E eu aceitei. Ela me deu um sorriso e me disse:
– Tenha força! Tudo passa nessa vida, tudo passa. Há pessoas que sofrem muito, mas há sempre as que sofrem mais. Não há dificuldade nesta vida que possa ser maior que a sua vontade de vencê-la. Por isso, lute e jamais desista de sua caminhada.
Achei bastante curioso o modo como aquela senhora me falou. Falava como se soubesse tudo o que eu estava passando ou sobre o que eu viria a passar no futuro. Pensei se não seria ela um anjo enviado por Deus que aparecera naquele instante para me aliviar. Tal como acontecera num filme americano, o “It’s a Wonderful Life”. Fiquei pensando. Desci na outra estação...
Havia muitas pessoas por lá. Um homem que vendia sapatos gritava “é de couro legítimo”. O garoto do cd anunciava. Witney Houston cantava o brega sucesso de “O Guarda Costas” pelas caixas de som da rodoviária. A lanchonete estava cheia e o melhor que se podia comer por lá era um velho e duro pão com mortadela acompanhado de um caldo de cana. Tudo estava com uma cara muito ruim, inclusive o pão com mortadela, mas sem rodeios fiz questão de comer, era justo o que o dinheiro dava.
Ainda comendo, ouvi alguém anunciar a chamada para o ônibus que partiria nos próximos cinco minutos. Pedi um saco ao balconista e guardei os quatro ou cinco pães que havia comprado no precinho promocional da lanchonete barata, e novamente no ônibus me fiz entrar. A moça gorda continuava lá e, ao me ver, indagou:
- Vai sentar aqui?
Eu simpaticamente respondi:
– Não, eu vou pra lá.
Só mesmo louco para sentar ao lado daquela mulher que não parava de falar. Ao caminhar no corredor, observei as pessoas que estavam sentadas nas poltronas: Algumas dormiam, outras comiam deliciosos hot-dogs encharcados com um molho de tomate. Uma senhora auxiliava seu filho a vomitar e uma mulher pretensiosa saía do banheiro deixando elegantemente um grande fedor ao me cruzar.
Sentei-me na poltrona e rapidamente tentei abrir a janela que em hipótese alguma quis me ajudar. Continuei forçando, mas era inútil: O ônibus era daqueles em que todos são obrigados a aceitar o ar-condicionado ou aquecedor ligados e a, portanto, permanecerem em seus lugares, aturando, inclusive, o cheiro fétrico da merda daqueles que deixam para cagar nos banheiros dos ônibus quando vão viajar. Não tive alternativa, tive que suportar.
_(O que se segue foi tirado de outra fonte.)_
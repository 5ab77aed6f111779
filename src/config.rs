// Configuration File Support
//
// TOML configuration for reconctl with environment variable overrides.
// The file is looked up in the XDG config directory
// (~/.config/recon-orchestrator/config.toml) unless --config is given.

use crate::tools::{ExecutorConfig, LifecyclePolicy, DEFAULT_SYNC_CEILING_SECS};
use anyhow::{Context, Result};
use serde::{Deserialize, Serialize};
use std::fs;
use std::path::{Path, PathBuf};
use std::time::Duration;

/// Main configuration structure
#[derive(Debug, Clone, Default, Serialize, Deserialize, PartialEq)]
#[serde(default)]
pub struct Config {
    /// Logging configuration
    pub logging: LoggingSettings,

    /// HTTP listener
    pub server: ServerConfig,

    /// Binary names or absolute paths of the backing tools
    pub tools: ToolPaths,

    /// Values used when a request leaves a parameter out
    pub defaults: DefaultsConfig,

    /// Lifecycle windows per tool family
    pub timeouts: TimeoutConfig,

    /// Offline cracking
    pub cracking: CrackingConfig,
}

/// Logging configuration
#[derive(Debug, Clone, Serialize, Deserialize, PartialEq)]
#[serde(default)]
pub struct LoggingSettings {
    /// Log level (trace, debug, info, warn, error)
    pub level: String,

    /// Log format (plain, pretty, json)
    pub format: String,
}

impl Default for LoggingSettings {
    fn default() -> Self {
        Self {
            level: "info".to_string(),
            format: "plain".to_string(),
        }
    }
}

#[derive(Debug, Clone, Serialize, Deserialize, PartialEq)]
#[serde(default)]
pub struct ServerConfig {
    pub host: String,
    pub port: u16,
    /// Origins allowed by CORS
    pub cors_origins: Vec<String>,
}

impl Default for ServerConfig {
    fn default() -> Self {
        Self {
            host: "0.0.0.0".to_string(),
            port: 8000,
            cors_origins: vec![
                "http://localhost:5173".to_string(),
                "http://localhost:3000".to_string(),
            ],
        }
    }
}

impl ServerConfig {
    /// `host:port` for the listener
    pub fn bind_address(&self) -> String {
        format!("{}:{}", self.host, self.port)
    }
}

#[derive(Debug, Clone, Serialize, Deserialize, PartialEq)]
#[serde(default)]
pub struct ToolPaths {
    pub ifconfig: String,
    pub netdiscover: String,
    pub nmap: String,
    pub msfconsole: String,
    pub john: String,
}

impl Default for ToolPaths {
    fn default() -> Self {
        Self {
            ifconfig: "ifconfig".to_string(),
            netdiscover: "netdiscover".to_string(),
            nmap: "nmap".to_string(),
            msfconsole: "msfconsole".to_string(),
            john: "john".to_string(),
        }
    }
}

impl ToolPaths {
    fn entries(&self) -> [(&'static str, &str); 5] {
        [
            ("ifconfig", &self.ifconfig),
            ("netdiscover", &self.netdiscover),
            ("nmap", &self.nmap),
            ("msfconsole", &self.msfconsole),
            ("john", &self.john),
        ]
    }
}

#[derive(Debug, Clone, Serialize, Deserialize, PartialEq)]
#[serde(default)]
pub struct DefaultsConfig {
    /// Range swept by host discovery when none is given
    pub discovery_range: String,
    /// Ports scanned when none are given
    pub ports: String,
    pub exploit_port: u16,
    pub payload: String,
    /// Remote file read by credential extraction
    pub shadow_path: String,
}

impl Default for DefaultsConfig {
    fn default() -> Self {
        Self {
            discovery_range: "192.168.1.0/24".to_string(),
            ports: "21,22,80,443".to_string(),
            exploit_port: 21,
            payload: "cmd/unix/interact".to_string(),
            shadow_path: "/etc/shadow".to_string(),
        }
    }
}

#[derive(Debug, Clone, Serialize, Deserialize, PartialEq)]
#[serde(default)]
pub struct TimeoutConfig {
    /// Ceiling for synchronous tools
    pub sync_ceiling_secs: u64,
    pub exploit_grace_secs: u64,
    pub exploit_collect_secs: u64,
    pub session_grace_secs: u64,
    pub session_collect_secs: u64,
    /// Time allowed for pipes to drain after exit or kill
    pub drain_secs: u64,
    /// Cap on captured bytes per stream
    pub max_output_bytes: usize,
}

impl Default for TimeoutConfig {
    fn default() -> Self {
        Self {
            sync_ceiling_secs: DEFAULT_SYNC_CEILING_SECS,
            exploit_grace_secs: 5,
            exploit_collect_secs: 10,
            session_grace_secs: 3,
            session_collect_secs: 15,
            drain_secs: 2,
            max_output_bytes: 4 * 1024 * 1024,
        }
    }
}

impl TimeoutConfig {
    /// Discovery, scanning, search, listing, crack status
    pub fn sync_policy(&self) -> LifecyclePolicy {
        LifecyclePolicy::sync_wait(Duration::from_secs(self.sync_ceiling_secs))
    }

    /// Exploit launches
    pub fn exploit_policy(&self) -> LifecyclePolicy {
        LifecyclePolicy::bounded_wait(
            Duration::from_secs(self.exploit_grace_secs),
            Duration::from_secs(self.exploit_collect_secs),
        )
    }

    /// Commands run inside an open session
    pub fn session_policy(&self) -> LifecyclePolicy {
        LifecyclePolicy::bounded_wait(
            Duration::from_secs(self.session_grace_secs),
            Duration::from_secs(self.session_collect_secs),
        )
    }

    pub fn executor_config(&self) -> ExecutorConfig {
        ExecutorConfig::with_max_output_size(self.max_output_bytes)
            .drain_timeout(Duration::from_secs(self.drain_secs))
    }
}

#[derive(Debug, Clone, Serialize, Deserialize, PartialEq)]
#[serde(default)]
pub struct CrackingConfig {
    /// `--format` passed to john
    pub hash_format: String,
    /// Wordlist used when a request does not name one
    pub default_wordlist: Option<PathBuf>,
    /// Directory receiving extracted hash files
    pub loot_dir: PathBuf,
}

impl Default for CrackingConfig {
    fn default() -> Self {
        Self {
            hash_format: "sha512crypt".to_string(),
            default_wordlist: None,
            loot_dir: PathBuf::from("."),
        }
    }
}

impl Config {
    /// Load configuration from the default XDG config directory
    ///
    /// If the config file does not exist, returns the default configuration
    /// with environment overrides applied.
    pub fn load() -> Result<Self> {
        Self::load_from_path(Self::config_path())
    }

    /// Load configuration from a specific path
    ///
    /// # Errors
    ///
    /// Returns an error if the file exists but cannot be read or parsed, or
    /// if the merged configuration fails [`Config::validate`].
    pub fn load_from_path<P: AsRef<Path>>(path: P) -> Result<Self> {
        let path = path.as_ref();

        let config = if path.exists() {
            let content = fs::read_to_string(path)
                .with_context(|| format!("Failed to read config file from {:?}", path))?;
            let config: Config = toml::from_str(&content)
                .with_context(|| format!("Failed to parse config file from {:?}", path))?;
            tracing::info!("Loaded configuration from {:?}", path);
            config
        } else {
            tracing::debug!("Config file not found at {:?}, using defaults", path);
            Self::default()
        };

        let config = config.apply_env_overrides();
        config.validate()?;
        Ok(config)
    }

    /// Get the default configuration file path
    ///
    /// Returns `~/.config/recon-orchestrator/config.toml` on Linux
    pub fn config_path() -> PathBuf {
        if let Some(proj_dirs) = directories::ProjectDirs::from("", "", "recon-orchestrator") {
            proj_dirs.config_dir().join("config.toml")
        } else {
            let home = std::env::var("HOME").unwrap_or_else(|_| ".".to_string());
            PathBuf::from(home)
                .join(".config")
                .join("recon-orchestrator")
                .join("config.toml")
        }
    }

    /// Apply `RECON_*` environment variable overrides
    ///
    /// - RECON_LOG_LEVEL, RECON_LOG_FORMAT
    /// - RECON_PORT
    /// - RECON_IFCONFIG, RECON_NETDISCOVER, RECON_NMAP, RECON_MSFCONSOLE, RECON_JOHN
    /// - RECON_LOOT_DIR
    pub fn apply_env_overrides(self) -> Self {
        self.apply_overrides(|name| std::env::var(name).ok())
    }

    fn apply_overrides(mut self, lookup: impl Fn(&str) -> Option<String>) -> Self {
        if let Some(level) = lookup("RECON_LOG_LEVEL") {
            self.logging.level = level;
        }
        if let Some(format) = lookup("RECON_LOG_FORMAT") {
            self.logging.format = format;
        }

        if let Some(port) = lookup("RECON_PORT") {
            match port.parse::<u16>() {
                Ok(port) if port > 0 => self.server.port = port,
                _ => tracing::warn!("Ignoring invalid RECON_PORT={}", port),
            }
        }

        let tools = [
            ("RECON_IFCONFIG", &mut self.tools.ifconfig),
            ("RECON_NETDISCOVER", &mut self.tools.netdiscover),
            ("RECON_NMAP", &mut self.tools.nmap),
            ("RECON_MSFCONSOLE", &mut self.tools.msfconsole),
            ("RECON_JOHN", &mut self.tools.john),
        ];
        for (var, slot) in tools {
            if let Some(value) = lookup(var).filter(|v| !v.trim().is_empty()) {
                *slot = value;
            }
        }

        if let Some(dir) = lookup("RECON_LOOT_DIR").filter(|v| !v.trim().is_empty()) {
            self.cracking.loot_dir = PathBuf::from(dir);
        }

        self
    }

    /// Validate the configuration
    pub fn validate(&self) -> Result<()> {
        match self.logging.level.to_lowercase().as_str() {
            "trace" | "debug" | "info" | "warn" | "error" => {}
            _ => anyhow::bail!(
                "Invalid log level: {}. Must be one of: trace, debug, info, warn, error",
                self.logging.level
            ),
        }

        match self.logging.format.to_lowercase().as_str() {
            "plain" | "pretty" | "json" => {}
            _ => anyhow::bail!(
                "Invalid log format: {}. Must be one of: plain, pretty, json",
                self.logging.format
            ),
        }

        if self.server.port == 0 {
            anyhow::bail!("Server port must be > 0");
        }

        for (name, program) in self.tools.entries() {
            if program.trim().is_empty() {
                anyhow::bail!("Tool '{}' has an empty command", name);
            }
        }

        if self.defaults.exploit_port == 0 {
            anyhow::bail!("Default exploit port must be > 0");
        }

        let t = &self.timeouts;
        for (name, secs) in [
            ("sync_ceiling_secs", t.sync_ceiling_secs),
            ("exploit_grace_secs", t.exploit_grace_secs),
            ("exploit_collect_secs", t.exploit_collect_secs),
            ("session_grace_secs", t.session_grace_secs),
            ("session_collect_secs", t.session_collect_secs),
            ("drain_secs", t.drain_secs),
        ] {
            if secs == 0 {
                anyhow::bail!("Timeout {} must be > 0", name);
            }
        }
        if t.max_output_bytes == 0 {
            anyhow::bail!("max_output_bytes must be > 0");
        }

        if self.cracking.hash_format.trim().is_empty() {
            anyhow::bail!("Cracking hash_format must not be empty");
        }

        Ok(())
    }

    /// Convert log level string to tracing::Level
    pub fn log_level(&self) -> Result<tracing::Level> {
        self.logging
            .level
            .to_lowercase()
            .parse()
            .map_err(|e| anyhow::anyhow!("Failed to parse log level: {}", e))
    }
}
O ônibus partiu e na frente não havia mais lugar. A não ser, é claro, aquele próximo à gorda falastrona, onde, evidentemente, em hipótese alguma, eu iria me sentar. Entre aturá-la e aturar aquele cheiro insuportável, preferi, é claro, o cheiro insuportável, pois, entre os dois, era o único que certamente em algum momento iria cessar. Continuei a viagem ao lado do fedor que aos poucos, conforme esperava, se fez amenizar. Permaneci observando a paisagem, que em alguns momentos me fez enjoar. No decorrer das horas e ao ficar muito escuro e tarde, senti muito sono e adormeci sem saber onde ia chegar.
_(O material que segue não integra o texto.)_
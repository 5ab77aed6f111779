//! Interface listing (`ifconfig`) and ARP host discovery (`netdiscover`)

use super::{non_blank, run_for_stdout};
use crate::config::Config;
use crate::error::ToolError;
use crate::models::{DiscoveryResult, NetworkInterface};
use crate::parsers::{parse_discovery, parse_interfaces};
use crate::tools::{LifecyclePolicy, ProcessRunner, SafeIdentifier, ToolInvocation};
use std::sync::Arc;
use tracing::info;

#[derive(Clone)]
pub struct NetworkService {
    runner: Arc<dyn ProcessRunner>,
    ifconfig: String,
    netdiscover: String,
    default_range: String,
    policy: LifecyclePolicy,
}

impl NetworkService {
    pub fn new(runner: Arc<dyn ProcessRunner>, config: &Config) -> Self {
        Self {
            runner,
            ifconfig: config.tools.ifconfig.clone(),
            netdiscover: config.tools.netdiscover.clone(),
            default_range: config.defaults.discovery_range.clone(),
            policy: config.timeouts.sync_policy(),
        }
    }

    /// Local interfaces with address, netmask, MAC and link state
    pub async fn list_interfaces(&self) -> Result<Vec<NetworkInterface>, ToolError> {
        let invocation = ToolInvocation::new("ifconfig", &self.ifconfig, self.policy);
        let stdout = run_for_stdout(self.runner.as_ref(), invocation).await?;

        let interfaces = parse_interfaces(&stdout);
        info!(count = interfaces.len(), "Listed network interfaces");
        Ok(interfaces)
    }

    /// Sweep `range` (or the configured default) for live hosts
    pub async fn discover_hosts(
        &self,
        interface: Option<&str>,
        range: Option<&str>,
    ) -> Result<DiscoveryResult, ToolError> {
        let range = SafeIdentifier::parse(
            non_blank(range).unwrap_or(&self.default_range),
            "range",
        )?;
        let interface = non_blank(interface)
            .map(|i| SafeIdentifier::parse(i, "interface"))
            .transpose()?;

        let mut invocation = ToolInvocation::new("netdiscover", &self.netdiscover, self.policy)
            .args(["-r", range.as_str(), "-P"]);
        if let Some(ref iface) = interface {
            invocation = invocation.args(["-i", iface.as_str()]);
        }

        let stdout = run_for_stdout(self.runner.as_ref(), invocation).await?;
        let hosts = parse_discovery(&stdout);
        info!(range = %range, count = hosts.len(), "Host discovery finished");

        Ok(DiscoveryResult {
            success: true,
            count: hosts.len(),
            hosts,
            range: range.to_string(),
        })
    }
}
Sonhei que estava no paraíso: Uma bela praia, e uma casa com piscina. Havia muitas crianças e logo me dei conta que todos eram meus filhos. Um verdadeiro time de futebol. De um gramado muito verde e muito bonito, vinha ela, a minha esposa, correndo para me abraçar. Levantei-me para recebê-la em meus braços e ela, de braços abertos, continuava a se aproximar...
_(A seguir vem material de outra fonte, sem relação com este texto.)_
//! Recording process runner for service tests

use super::executor::{CapturedOutput, DetachedProcess, ExecutionOutcome, ProcessRunner, ToolInvocation};
use crate::error::ToolError;
use async_trait::async_trait;
use std::collections::VecDeque;
use std::sync::Mutex;
use tokio::sync::oneshot;

type Response = Box<dyn FnOnce() -> Result<ExecutionOutcome, ToolError> + Send>;

/// Returns queued outcomes in order and records every invocation
#[derive(Default)]
pub(crate) struct RecordingRunner {
    invocations: Mutex<Vec<ToolInvocation>>,
    scripts: Mutex<Vec<String>>,
    responses: Mutex<VecDeque<Response>>,
}

impl RecordingRunner {
    pub fn new() -> Self {
        Self::default()
    }

    pub fn respond(
        self,
        response: impl FnOnce() -> Result<ExecutionOutcome, ToolError> + Send + 'static,
    ) -> Self {
        self.responses.lock().unwrap().push_back(Box::new(response));
        self
    }

    pub fn completed(self, stdout: &str) -> Self {
        let stdout = stdout.to_string();
        self.respond(move || Ok(ExecutionOutcome::Completed(output(stdout))))
    }

    pub fn timed_out(self, stdout: &str) -> Self {
        let stdout = stdout.to_string();
        self.respond(move || {
            if stdout.is_empty() {
                Ok(ExecutionOutcome::TimedOutEmpty { pid: Some(4242) })
            } else {
                Ok(ExecutionOutcome::TimedOutWithOutput(CapturedOutput {
                    exit_code: None,
                    ..output(stdout)
                }))
            }
        })
    }

    pub fn detached(self, pid: u32, exit_code: Option<i32>) -> Self {
        self.respond(move || {
            let (tx, rx) = oneshot::channel();
            let _ = tx.send(exit_code);
            Ok(ExecutionOutcome::Detached(DetachedProcess::new(pid, rx)))
        })
    }

    pub fn failing(self, error: impl FnOnce() -> ToolError + Send + 'static) -> Self {
        self.respond(move || Err(error()))
    }

    pub fn invocations(&self) -> Vec<ToolInvocation> {
        self.invocations.lock().unwrap().clone()
    }

    /// Resource-script bodies seen at run time
    pub fn scripts(&self) -> Vec<String> {
        self.scripts.lock().unwrap().clone()
    }
}

fn output(stdout: String) -> CapturedOutput {
    CapturedOutput {
        pid: Some(4242),
        exit_code: Some(0),
        stdout,
        stderr: String::new(),
        duration_ms: 1.0,
    }
}

#[async_trait]
impl ProcessRunner for RecordingRunner {
    async fn run(&self, invocation: ToolInvocation) -> Result<ExecutionOutcome, ToolError> {
        if let Some(pos) = invocation.args.iter().position(|a| a == "-r") {
            if let Some(path) = invocation.args.get(pos + 1) {
                let body = std::fs::read_to_string(path).unwrap_or_default();
                self.scripts.lock().unwrap().push(body);
            }
        }
        self.invocations.lock().unwrap().push(invocation);

        let next = self.responses.lock().unwrap().pop_front();
        match next {
            Some(response) => response(),
            None => Ok(ExecutionOutcome::Completed(output(String::new()))),
        }
    }
}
– Filho da puta! – Gritou o motorista após uma longa e estridente buzina, seguida de uma freada, depois de uma carreta ultrapassar.
Era possível que até os meus sonhos pudessem estragar? Sim, era, a essa altura da vida e de meus problemas tudo era possível, até mesmo aquela gorda se levantar e vir em minha direção. – O que aconteceu neste exato momento – Ela vinha e olhava para mim e chegando perto sorriu. A cena deste “thriller” me enlouquecia e me deixava cada vez mais tenso à medida em que ela ousava se aproximar. No entanto, logo tudo aliviou: Percebi que o objetivo dela era o banheiro e não vir encher os meus ouvidos como imaginava. O que para mim, por alguns segundos, foi um alívio, tornou-se em seguida um pesadelo novamente, pois sabe lá Deus o que ela fora fazer ali dentro.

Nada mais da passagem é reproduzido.